As an auditor, I was often tasked with organizational audits where you had to review company policies and determine how they aligned with standard business practices. One common problem area was deficiencies in the Employee Exit Process. Let’s face it, there is no one who I know personally who enjoys firing an employee. No matter how we try to avoid it, there are times where you and a troublesome employee must part ways. Here are a few tips to fire an employee with the least amount of pain involved.
Design an Exit Procedure
Every company, no matter the size should have an “Employee Exit Procedure” on-hand. This should include the signature of important forms like, severance package forms and/or confidentiality forms. Also consider including an exit checklist of items that should be collected from the employee upon their departure. This will help ensure that company inventory remains in-tact and well accounted for. A few items that should be on your list are:
- I.D. Badge
- Laptop computers, cameras
- USB Drives
- Office/Desk keys
- Accessibility to all employee files
In Their Shoes
First, you must put yourself in the shoes of the employee that you must fire. Although, they will no longer work for you, they are a person who deserves respect and tact. Treat the employee as if you will see them in the future or they will be your boss one day. Don’t fire an employee in front of people. Being fired is a situation that no one wants to be placed in, it is best to make sure that others are not present to witness this emotional moment. Also, it is good to give this type of news to someone in a less intimating, neutral place with a door.

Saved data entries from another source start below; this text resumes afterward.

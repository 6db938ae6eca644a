use anyhow::Result;
use axum::{routing::get, Router};
use metrics_exporter_prometheus::PrometheusHandle;
use std::{net::SocketAddr, sync::Arc};
use tower_http::trace::TraceLayer;
use tracing::info;

use crate::{
    config::Config,
    handlers::{self, AppState},
    metrics,
    signals::shutdown_signal,
};

/// Start the gateway server
///
/// Installs the metrics recorder, builds the router, then serves until
/// SIGTERM/SIGINT, draining in-flight requests before returning.
pub async fn start_server(config: Config) -> Result<()> {
    let metrics_handle = if config.metrics.enabled {
        info!("Initializing Prometheus metrics...");
        Some(Arc::new(metrics::init_metrics()?))
    } else {
        None
    };

    let addr = SocketAddr::from((
        config.server.host.parse::<std::net::IpAddr>()?,
        config.server.port,
    ));

    info!(
        loki = %config.loki.url,
        prometheus = %config.prometheus.url,
        forward_user_token = config.prometheus.forward_user_token,
        "Starting flow query gateway on {}",
        addr
    );

    let metrics_endpoint = config.metrics.endpoint.clone();
    let state = AppState::new(config)?;
    let app = create_router(state, metrics_handle.map(|h| (metrics_endpoint, h)));

    let listener = tokio::net::TcpListener::bind(addr).await?;

    axum::serve(listener, app)
        .with_graceful_shutdown(async {
            shutdown_signal().await;
            info!("Shutdown signal received, draining connections...");
        })
        .await?;

    info!("Server stopped gracefully");
    Ok(())
}

/// Create the Axum router with all routes and middleware
pub fn create_router(state: AppState, metrics: Option<(String, Arc<PrometheusHandle>)>) -> Router {
    let api_routes = Router::new()
        .route(
            handlers::loki::FLOWS_ENDPOINT,
            get(handlers::loki::get_flows),
        )
        .route(
            handlers::loki::TOPOLOGY_ENDPOINT,
            get(handlers::loki::get_topology),
        )
        .route(
            handlers::prometheus::TOPOLOGY_ENDPOINT,
            get(handlers::prometheus::get_topology_metrics),
        )
        .route(
            "/api/prometheus/label/:name/values",
            get(handlers::prometheus::get_label_values),
        )
        .with_state(state);

    let mut router = Router::new().route("/health", get(handlers::health::health_check));

    if let Some((endpoint, handle)) = metrics {
        router = router.merge(
            Router::new()
                .route(&endpoint, get(handlers::metrics_handler::metrics))
                .with_state(handle),
        );
    }

    router.merge(api_routes).layer(TraceLayer::new_for_http())
}
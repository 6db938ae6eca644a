use std::collections::BTreeSet;

use crate::{
    error::AppError,
    models::{prometheus::PromValue, QueryResponse},
};

/// Re-emit a range query matrix; any other result shape is a backend contract violation
pub fn matrix_to_response(value: PromValue) -> Result<QueryResponse, AppError> {
    match value {
        PromValue::Matrix(matrix) => Ok(QueryResponse::matrix(matrix)),
        other => {
            let message = format!("QueryMatrix: wrong return type: {}", other.kind());
            tracing::error!("{}", message);
            Err(AppError::InternalError(message))
        }
    }
}

/// Distinct label values; order carries no meaning
pub fn label_values(values: Vec<String>) -> Vec<String> {
    values
        .into_iter()
        .collect::<BTreeSet<_>>()
        .into_iter()
        .collect()
}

Honesty Is the Best Policy
No matter how the employee ended up at this juncture you must remember to inform them of the reasons behind their termination. Be honest! Remember that a firing should never be a surprise. The employee should know that this was the last resort after a series of reprimands or after a standard discipline process. This is why it is best to have the Employee Exit Procedure which should include standard disciplinary procedures.
Don’t beat around the bush, but be professional and polite. This will help them improve on themselves for their next possible job. At the minimum, it is best to conduct an exit meeting with the soon to be former employee. Make sure that another person is present, preferably someone from Human Resources.